While REBOA is life-saving, the procedure carries substantial risks inherent in stopping blood flow to a large portion of the body. The most significant limitation is the risk of ischemia, or tissue death, in the organs and limbs below the occlusion. Since the balloon prevents blood flow, tissues distal to the occlusion are deprived of necessary oxygen and nutrients.

Medical protocols impose strict time limits on how long the balloon can remain inflated to mitigate this damage. For a Zone 1 occlusion, which affects the entire lower body and abdominal organs, the maximum inflation time is often around 30 minutes. In Zone 3, which spares the abdominal organs, the tolerable time may extend closer to 60 minutes, though survival decreases with prolonged times.

A major risk is reperfusion injury, which occurs when blood flow is restored after a period of blockage. The sudden return of blood carries accumulated acidic waste products and inflammatory mediators from the ischemic tissues back into the main circulation. This influx can potentially lead to cardiac arrest or multi-organ failure, with acute kidney injury being a frequently documented systemic complication.

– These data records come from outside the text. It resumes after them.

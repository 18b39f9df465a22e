//! K-way merge of sorted entity files into one globally sorted stream.
//!
//! Every input must be internally ordered nodes, then ways, then relations,
//! each kind strictly ascending by id. The merge selects the globally
//! smallest `(kind rank, id)` with a binary heap. Ids are globally unique
//! per kind across all inputs by construction of the partitioning scheme;
//! a duplicate or an out-of-order input is an invariant violation and
//! surfaces as an error, never as silent deduplication.

use std::cmp::Reverse;
use std::collections::BinaryHeap;
use std::io::{Read, Write};

use crate::error::{GeoshardError, Result};
use crate::io::{EntityReader, EntityWriter};
use crate::model::Entity;

struct MergeInput<R: Read> {
    reader: EntityReader<R>,
    last_key: Option<(u8, i64)>,
}

impl<R: Read> MergeInput<R> {
    fn advance(&mut self, index: usize) -> Result<Option<Entity>> {
        let Some(entity) = self.reader.next_entity()? else {
            return Ok(None);
        };
        let key = entity.sort_key();
        if let Some(last) = self.last_key
            && key <= last
        {
            return Err(GeoshardError::MergeOrder(format!(
                "input {index} is not strictly ascending: {key:?} after {last:?}"
            )));
        }
        self.last_key = Some(key);
        Ok(Some(entity))
    }
}

/// Merge `inputs` into `output`. Returns the number of entities written.
pub fn sorted_merge<R: Read, W: Write>(
    inputs: Vec<EntityReader<R>>,
    output: &mut EntityWriter<W>,
) -> Result<u64> {
    let mut inputs: Vec<MergeInput<R>> = inputs
        .into_iter()
        .map(|reader| MergeInput {
            reader,
            last_key: None,
        })
        .collect();

    // Heap of (key, input index); Reverse turns the max-heap into min.
    let mut heap: BinaryHeap<Reverse<((u8, i64), usize)>> = BinaryHeap::new();
    let mut heads: Vec<Option<Entity>> = Vec::with_capacity(inputs.len());

    for index in 0..inputs.len() {
        let head = inputs[index].advance(index)?;
        if let Some(entity) = &head {
            heap.push(Reverse((entity.sort_key(), index)));
        }
        heads.push(head);
    }

    let mut written = 0u64;
    let mut last_emitted: Option<(u8, i64)> = None;

    while let Some(Reverse((key, index))) = heap.pop() {
        if last_emitted == Some(key) {
            return Err(GeoshardError::MergeOrder(format!(
                "duplicate entity {key:?} across merge inputs"
            )));
        }
        last_emitted = Some(key);

        let entity = heads[index]
            .take()
            .unwrap_or_else(|| unreachable!("heap entry without a head"));
        output.write(&entity)?;
        written += 1;

        let next = inputs[index].advance(index)?;
        if let Some(entity) = &next {
            heap.push(Reverse((entity.sort_key(), index)));
        }
        heads[index] = next;
    }

    output.finish()?;
    Ok(written)
}
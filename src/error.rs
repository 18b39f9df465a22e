//! Error types for geoshard operations.

use std::path::PathBuf;
use thiserror::Error;

/// Convenience result alias used throughout the crate.
pub type Result<T> = std::result::Result<T, GeoshardError>;

/// Errors produced by geoshard operations.
///
/// Configuration and precondition errors abort a run before any data is
/// touched. I/O and format errors are fatal for the stage that hit them.
/// Dangling references inside the dataset are not represented here; they
/// are logged and skipped at the smallest possible granularity.
#[derive(Debug, Error)]
pub enum GeoshardError {
    #[error("I/O error: {0}")]
    Io(#[from] std::io::Error),

    #[error("JSON error: {0}")]
    Json(#[from] serde_json::Error),

    #[error("invalid configuration: {0}")]
    InvalidConfig(String),

    #[error("not a directory: {0}")]
    NotADirectory(PathBuf),

    #[error("directory is not empty: {0}")]
    DirectoryNotEmpty(PathBuf),

    /// End of file in the middle of a record.
    #[error("unexpected end of file")]
    UnexpectedEof,

    /// A record or tree description that cannot be decoded.
    #[error("invalid data format")]
    InvalidFormat,

    #[error("invalid tree path code: {0}")]
    InvalidPathCode(String),

    /// Merge inputs violated the sorted per-kind contract, or the same
    /// `(kind, id)` appeared in more than one input.
    #[error("merge ordering violation: {0}")]
    MergeOrder(String),

    /// The write pipeline shut down because a consumer failed.
    #[error("write pipeline closed")]
    PipelineClosed,
}
//! Region extraction against a partitioned store.
//!
//! A query walks the partition tree, copies fully contained leaves by
//! reference, re-filters partially intersecting leaves, resolves relation
//! batches through their bbox index, and finally merges every intermediate
//! file into one sorted output.

use std::collections::{BTreeMap, BTreeSet};
use std::fs;
use std::path::{Path, PathBuf};

use geo::Rect;
use log::{debug, info};
use rustc_hash::FxHashSet;
use serde::{Deserialize, Serialize};

use crate::datatree::{DataTree, DataTreeFiles};
use crate::error::{GeoshardError, Result};
use crate::idbbox::IdBboxEntry;
use crate::io::{EntityReader, EntityWriter, read_dataset};
use crate::leafquery::{LeafOutputs, LeafQuery, QueryResult};
use crate::merge::sorted_merge;
use crate::model::{DataSet, EntityType, Node, Relation, Way};
use crate::paths::{BatchFileNames, DATA_EXTENSION, ExtractionPaths, TreeFileNames};
use crate::relgraph::RelationGraph;
use crate::spatial::RegionPredicate;
use crate::splitter::RelationBatchKind;

/// Selects a subset of relations to extract. When a filter is in effect,
/// every relation transitively referenced by a selected relation is
/// included as well, so the output stays internally resolvable.
pub trait RelationFilter {
    fn take(&self, relation: &Relation) -> bool;
}

impl<F: Fn(&Relation) -> bool> RelationFilter for F {
    fn take(&self, relation: &Relation) -> bool {
        self(relation)
    }
}

/// Query flags.
#[derive(Debug, Clone, Copy, Serialize, Deserialize, Default)]
pub struct QueryOptions {
    /// Keep the intermediate per-leaf and per-batch files after the merge.
    #[serde(default)]
    pub keep_temporary_files: bool,

    /// Include relations by testing their bounding box against the region
    /// instead of requiring an already-accepted member.
    #[serde(default)]
    pub fast_relation_bbox_test: bool,
}

impl QueryOptions {
    pub fn with_keep_temporary_files(mut self, keep: bool) -> Self {
        self.keep_temporary_files = keep;
        self
    }

    pub fn with_fast_relation_bbox_test(mut self, fast: bool) -> Self {
        self.fast_relation_bbox_test = fast;
        self
    }
}

/// A region extraction query against an extraction database.
pub struct Query<'a, P: RegionPredicate> {
    region: Rect,
    test: &'a P,
    path_output: PathBuf,
    path_tmp: Option<PathBuf>,
    paths: ExtractionPaths,
    tree_names: TreeFileNames,
    batch_names: BatchFileNames,
    options: QueryOptions,
    relation_filter: Option<&'a dyn RelationFilter>,
}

Local complications at the insertion site are also a concern, as the catheter requires the placement of a large access sheath in the femoral artery. Vascular access complications include arterial dissection, pseudoaneurysm formation, or the development of blood clots. The procedure is a race against time, requiring rapid deployment and immediate transfer to definitive care to avoid these severe, time-dependent complications.